What to produce :: Wherever the string "Path" appears in a line of the listing below, report that line.
### Information given ###
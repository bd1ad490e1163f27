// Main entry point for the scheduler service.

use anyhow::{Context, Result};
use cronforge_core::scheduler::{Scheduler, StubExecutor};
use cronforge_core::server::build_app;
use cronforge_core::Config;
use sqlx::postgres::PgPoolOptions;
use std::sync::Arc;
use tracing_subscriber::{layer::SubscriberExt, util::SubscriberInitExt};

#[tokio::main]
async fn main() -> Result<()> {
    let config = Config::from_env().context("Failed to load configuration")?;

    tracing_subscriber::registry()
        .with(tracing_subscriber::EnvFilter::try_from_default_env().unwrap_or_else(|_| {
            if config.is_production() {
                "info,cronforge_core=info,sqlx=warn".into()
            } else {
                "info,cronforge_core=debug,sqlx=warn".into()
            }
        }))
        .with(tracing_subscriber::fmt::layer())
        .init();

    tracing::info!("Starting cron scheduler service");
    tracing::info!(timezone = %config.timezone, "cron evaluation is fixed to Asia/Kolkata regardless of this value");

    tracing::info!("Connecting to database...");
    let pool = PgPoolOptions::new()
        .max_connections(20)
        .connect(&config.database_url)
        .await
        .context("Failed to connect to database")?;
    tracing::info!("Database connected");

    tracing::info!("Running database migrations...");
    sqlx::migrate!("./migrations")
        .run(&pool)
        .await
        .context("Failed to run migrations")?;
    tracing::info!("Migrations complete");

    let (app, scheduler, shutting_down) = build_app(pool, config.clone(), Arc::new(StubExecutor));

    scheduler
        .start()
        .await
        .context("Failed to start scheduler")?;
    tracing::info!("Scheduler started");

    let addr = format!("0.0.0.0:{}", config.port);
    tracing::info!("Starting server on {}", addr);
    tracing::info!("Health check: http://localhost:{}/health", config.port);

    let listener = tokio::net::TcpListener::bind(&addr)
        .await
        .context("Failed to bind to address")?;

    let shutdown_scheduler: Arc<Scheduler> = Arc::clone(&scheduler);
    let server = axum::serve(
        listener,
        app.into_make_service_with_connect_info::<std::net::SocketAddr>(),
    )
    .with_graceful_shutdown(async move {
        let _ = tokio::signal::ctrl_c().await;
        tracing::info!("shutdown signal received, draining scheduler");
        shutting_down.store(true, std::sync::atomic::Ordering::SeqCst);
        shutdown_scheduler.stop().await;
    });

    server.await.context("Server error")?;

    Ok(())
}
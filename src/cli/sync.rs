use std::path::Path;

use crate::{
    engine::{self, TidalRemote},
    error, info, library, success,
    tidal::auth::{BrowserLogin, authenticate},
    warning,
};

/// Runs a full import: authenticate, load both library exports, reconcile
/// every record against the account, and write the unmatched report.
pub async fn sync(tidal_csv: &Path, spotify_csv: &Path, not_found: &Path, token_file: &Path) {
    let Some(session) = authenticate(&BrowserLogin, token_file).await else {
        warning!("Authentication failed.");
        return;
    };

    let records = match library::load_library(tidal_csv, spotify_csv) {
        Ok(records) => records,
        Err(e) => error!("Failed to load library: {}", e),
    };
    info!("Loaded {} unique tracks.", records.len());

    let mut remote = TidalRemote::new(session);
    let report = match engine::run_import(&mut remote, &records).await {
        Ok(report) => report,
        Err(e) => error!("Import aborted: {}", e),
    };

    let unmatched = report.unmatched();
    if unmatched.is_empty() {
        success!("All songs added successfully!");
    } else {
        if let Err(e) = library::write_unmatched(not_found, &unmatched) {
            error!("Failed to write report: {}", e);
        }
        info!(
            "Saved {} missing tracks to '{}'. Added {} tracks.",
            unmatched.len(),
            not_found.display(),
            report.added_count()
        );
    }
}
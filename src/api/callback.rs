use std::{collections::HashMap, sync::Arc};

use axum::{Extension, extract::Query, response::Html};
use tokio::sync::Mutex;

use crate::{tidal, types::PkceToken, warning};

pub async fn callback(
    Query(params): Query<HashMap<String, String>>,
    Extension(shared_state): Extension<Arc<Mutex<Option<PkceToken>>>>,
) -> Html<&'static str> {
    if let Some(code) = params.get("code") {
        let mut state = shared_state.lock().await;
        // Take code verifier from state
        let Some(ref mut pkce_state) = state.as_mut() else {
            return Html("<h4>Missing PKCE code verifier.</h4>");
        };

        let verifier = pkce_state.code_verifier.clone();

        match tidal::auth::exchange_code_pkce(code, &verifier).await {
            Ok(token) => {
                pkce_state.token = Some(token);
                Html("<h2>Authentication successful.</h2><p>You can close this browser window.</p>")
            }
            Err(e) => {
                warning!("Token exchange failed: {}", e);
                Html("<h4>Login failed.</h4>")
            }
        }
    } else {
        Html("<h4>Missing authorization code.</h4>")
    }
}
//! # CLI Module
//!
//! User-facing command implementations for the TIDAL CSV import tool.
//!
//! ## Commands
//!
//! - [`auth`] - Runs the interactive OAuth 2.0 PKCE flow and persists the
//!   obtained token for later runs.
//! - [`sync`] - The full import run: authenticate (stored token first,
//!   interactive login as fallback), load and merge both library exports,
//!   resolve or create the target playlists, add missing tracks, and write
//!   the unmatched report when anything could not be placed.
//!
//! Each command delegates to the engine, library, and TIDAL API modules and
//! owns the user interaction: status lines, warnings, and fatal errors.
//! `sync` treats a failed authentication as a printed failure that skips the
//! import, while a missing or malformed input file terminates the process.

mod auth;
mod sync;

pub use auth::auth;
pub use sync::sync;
###
Solution for this task ::
use std::path::Path;
pub async fn sync(tidal_csv: &Path, spotify_csv: &Path, not_found: &Path, token_file: &Path) {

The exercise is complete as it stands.